En un momento dado, alguien hace mención a el porque no había ningún corte de carne en su plato, cenando una conjunción de las ensaladas allí distribuidas. Matías, ya hace un tiempo, habría decidido volverse vegetariano debido a una razón curiosamente popular, tras encontrarse entre miradas cruzadas, dudas y murmullos, decide explicar el porqué. “…Un día, por pura curiosidad, decidí investigar cómo es que llega un producto cualquiera a nuestra mesa y particularmente me incliné por averiguar cómo eran sacrificados los animales para luego ser convertidos en cortes comerciales, conocidos por todos particularmente por su protagonismo en la dieta cotidiana del consumidor promedio”, comentaba, “Me dejó indescriptiblemente espantado la manera en la que le quitaban la vida a las vacas, las gallinas y demás. Sin piedad, sin consideración, como simple materia prima…”.

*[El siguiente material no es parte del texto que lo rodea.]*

#[cfg(test)]
mod tests {
    use super::*;

    #[test]
    fn test_from_primitives() {
        assert_eq!(Value::from(true), Value::Bool(true));
        assert_eq!(Value::from(42i32), Value::Number(Number::Integer(42)));
        assert_eq!(Value::from(42i64), Value::Number(Number::Integer(42)));
        assert_eq!(Value::from(3.5f64), Value::Number(Number::Float(3.5)));
        assert_eq!(Value::from("test"), Value::String("test".to_string()));
        assert_eq!(
            Value::from("test".to_string()),
            Value::String("test".to_string())
        );
    }

    #[test]
    fn test_from_collections() {
        let vec = vec![Value::from(1i32), Value::from(2i32)];
        let value = Value::from(vec.clone());
        assert_eq!(value, Value::Array(vec));

        let mut map = JsonMap::new();
        map.insert("key".to_string(), Value::from(42i32));
        let value = Value::from(map.clone());
        assert_eq!(value, Value::Object(map));
    }

    #[test]
    fn test_number_equality_across_shapes() {
        assert_eq!(Number::Integer(1), Number::Float(1.0));
        assert_ne!(Number::Integer(1), Number::Float(1.5));
        assert_eq!(Number::Float(0.0), Number::Float(-0.0));
        // Large integers compare exactly, not through f64
        assert_ne!(
            Number::Integer(9_007_199_254_740_993),
            Number::Integer(9_007_199_254_740_992)
        );
    }

    #[test]
    fn test_number_display_shortest_form() {
        assert_eq!(Number::Integer(42).to_string(), "42");
        assert_eq!(Number::Float(3.5).to_string(), "3.5");
        assert_eq!(Number::Float(5.0).to_string(), "5");
        assert_eq!(Number::Float(f64::INFINITY).to_string(), "null");
        assert_eq!(Number::Float(f64::NAN).to_string(), "null");
    }

    #[test]
    fn test_accessors() {
        let value = Value::from(42);
        assert!(value.is_number());
        assert_eq!(value.as_i64(), Some(42));
        assert_eq!(value.as_f64(), Some(42.0));
        assert_eq!(value.as_str(), None);

        let arr = Value::Array(vec![Value::Null]);
        assert!(arr.is_container());
        assert_eq!(arr.as_array().map(Vec::len), Some(1));
        assert!(!Value::Null.is_container());
    }

    #[test]
    fn test_object_equality_is_order_independent() {
        let a: JsonMap = [
            ("x".to_string(), Value::from(1)),
            ("y".to_string(), Value::from(2)),
        ]
        .into_iter()
        .collect();
        let b: JsonMap = [
            ("y".to_string(), Value::from(2)),
            ("x".to_string(), Value::from(1)),
        ]
        .into_iter()
        .collect();
        assert_eq!(Value::Object(a), Value::Object(b));
    }
}
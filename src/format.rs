//! Canonical JSON formatting.
//!
//! [`format`] renders a [`Value`] back to JSON text deterministically. It is
//! total: no well-formed value can make it fail, including empty containers,
//! deep nesting, large numbers, and strings full of control characters.
//!
//! ## Output rules
//!
//! - Pretty output puts every array element and object entry on its own line,
//!   indented [`FormatOptions::indent_size`] spaces per nesting level; the
//!   closing bracket lines up with the opening container's indentation
//! - Minified output contains no insignificant whitespace at all
//! - `sort_keys` re-orders object entries byte-wise at every depth and never
//!   touches array order; it composes with either output mode
//! - Numbers print their shortest decimal form that parses back equal;
//!   strings use standard JSON escaping
//!
//! ## Examples
//!
//! ```rust
//! use json_recast::{format, json, FormatOptions};
//!
//! let value = json!({"b": 2, "a": 1});
//!
//! let sorted = format(&value, &FormatOptions::new().with_sort_keys(true));
//! assert_eq!(sorted, "{\n  \"a\": 1,\n  \"b\": 2\n}");
//!
//! let minified = format(&value, &FormatOptions::minified());
//! assert_eq!(minified, r#"{"b":2,"a":1}"#);
//! ```

use crate::{FormatOptions, Value};

/// Renders a value to JSON text according to `options`.
///
/// This function is total over the `Value` domain; parse failures are the
/// caller's concern and happen before a `Value` exists.
#[must_use]
pub fn format(value: &Value, options: &FormatOptions) -> String {
    let mut formatter = Formatter::new(options);
    formatter.write_value(value, 0);
    formatter.into_inner()
}

struct Formatter<'a> {
    output: String,
    options: &'a FormatOptions,
}

impl<'a> Formatter<'a> {
    fn new(options: &'a FormatOptions) -> Self {
        Formatter {
            output: String::with_capacity(256),
            options,
        }
    }

    fn into_inner(self) -> String {
        self.output
    }

    fn write_indent(&mut self, depth: usize) {
        if !self.options.minified {
            for _ in 0..depth * self.options.indent_size {
                self.output.push(' ');
            }
        }
    }

    fn write_newline(&mut self) {
        if !self.options.minified {
            self.output.push('\n');
        }
    }

    fn write_value(&mut self, value: &Value, depth: usize) {
        match value {
            Value::Null => self.output.push_str("null"),
            Value::Bool(b) => self.output.push_str(if *b { "true" } else { "false" }),
            Value::Number(n) => self.output.push_str(&n.to_string()),
            Value::String(s) => write_json_string(&mut self.output, s),
            Value::Array(items) => {
                if items.is_empty() {
                    self.output.push_str("[]");
                    return;
                }
                self.output.push('[');
                self.write_newline();
                for (i, item) in items.iter().enumerate() {
                    self.write_indent(depth + 1);
                    self.write_value(item, depth + 1);
                    if i + 1 < items.len() {
                        self.output.push(',');
                    }
                    self.write_newline();
                }
                self.write_indent(depth);
                self.output.push(']');
            }
            Value::Object(map) => {
                if map.is_empty() {
                    self.output.push_str("{}");
                    return;
                }
                let mut entries: Vec<(&String, &Value)> = map.iter().collect();
                if self.options.sort_keys {
                    entries.sort_by(|(a, _), (b, _)| a.as_bytes().cmp(b.as_bytes()));
                }
                self.output.push('{');
                self.write_newline();
                for (i, (key, entry)) in entries.iter().enumerate() {
                    self.write_indent(depth + 1);
                    write_json_string(&mut self.output, key);
                    self.output.push(':');
                    if !self.options.minified {
                        self.output.push(' ');
                    }
                    self.write_value(entry, depth + 1);
                    if i + 1 < entries.len() {
                        self.output.push(',');
                    }
                    self.write_newline();
                }
                self.write_indent(depth);
                self.output.push('}');
            }
        }
    }
}

/// Appends `s` as a quoted JSON string literal with standard escaping.
///
/// Quote and backslash escape to `\"` and `\\`, the named control characters
/// to their short forms, and any other character below U+0020 to `\u00XX`.
pub(crate) fn write_json_string(output: &mut String, s: &str) {
    output.push('"');
    for ch in s.chars() {
        match ch {
            '"' => output.push_str("\\\""),
            '\\' => output.push_str("\\\\"),
            '\n' => output.push_str("\\n"),
            '\r' => output.push_str("\\r"),
            '\t' => output.push_str("\\t"),
            '\u{0008}' => output.push_str("\\b"),
            '\u{000C}' => output.push_str("\\f"),
            c if (c as u32) < 0x20 => {
                output.push_str(&format!("\\u{:04x}", c as u32));
            }
            c => output.push(c),
        }
    }
    output.push('"');
}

Gastronómicamente hablando, un filete obtenido de una vaca sacrificada de manera convencional o industrial es al paladar extraordinariamente inferior al de uno obtenido de un animal sacrificado por un pequeño productor de manera tradicional, o bien, como le enseñó su padre y a su vez el padre de su padre. Paso a explicar, cuando un animal crece en un criadero masivo, su alimentación estará sistematizada en función de abaratar costos y suplir los requisitos nutricionales del animal. Por este motivo, la composición de la carne será notablemente diferente a la de la carne de la vaca que, tranquila y feliz, pasta durante toda su vida en la libertad del campo. Mas allá de eso, al momento del sacrificio, el campesino o bien el productor que mantenga un mínimo vínculo con el animal, primero le tranquiliza, previo al momento dado. Esto con el fin de que en la carne no queden residuos de “Adrenalina”, la hormona de la alerta natural, desagradable al gusto y habitualmente dañino en los consumidores.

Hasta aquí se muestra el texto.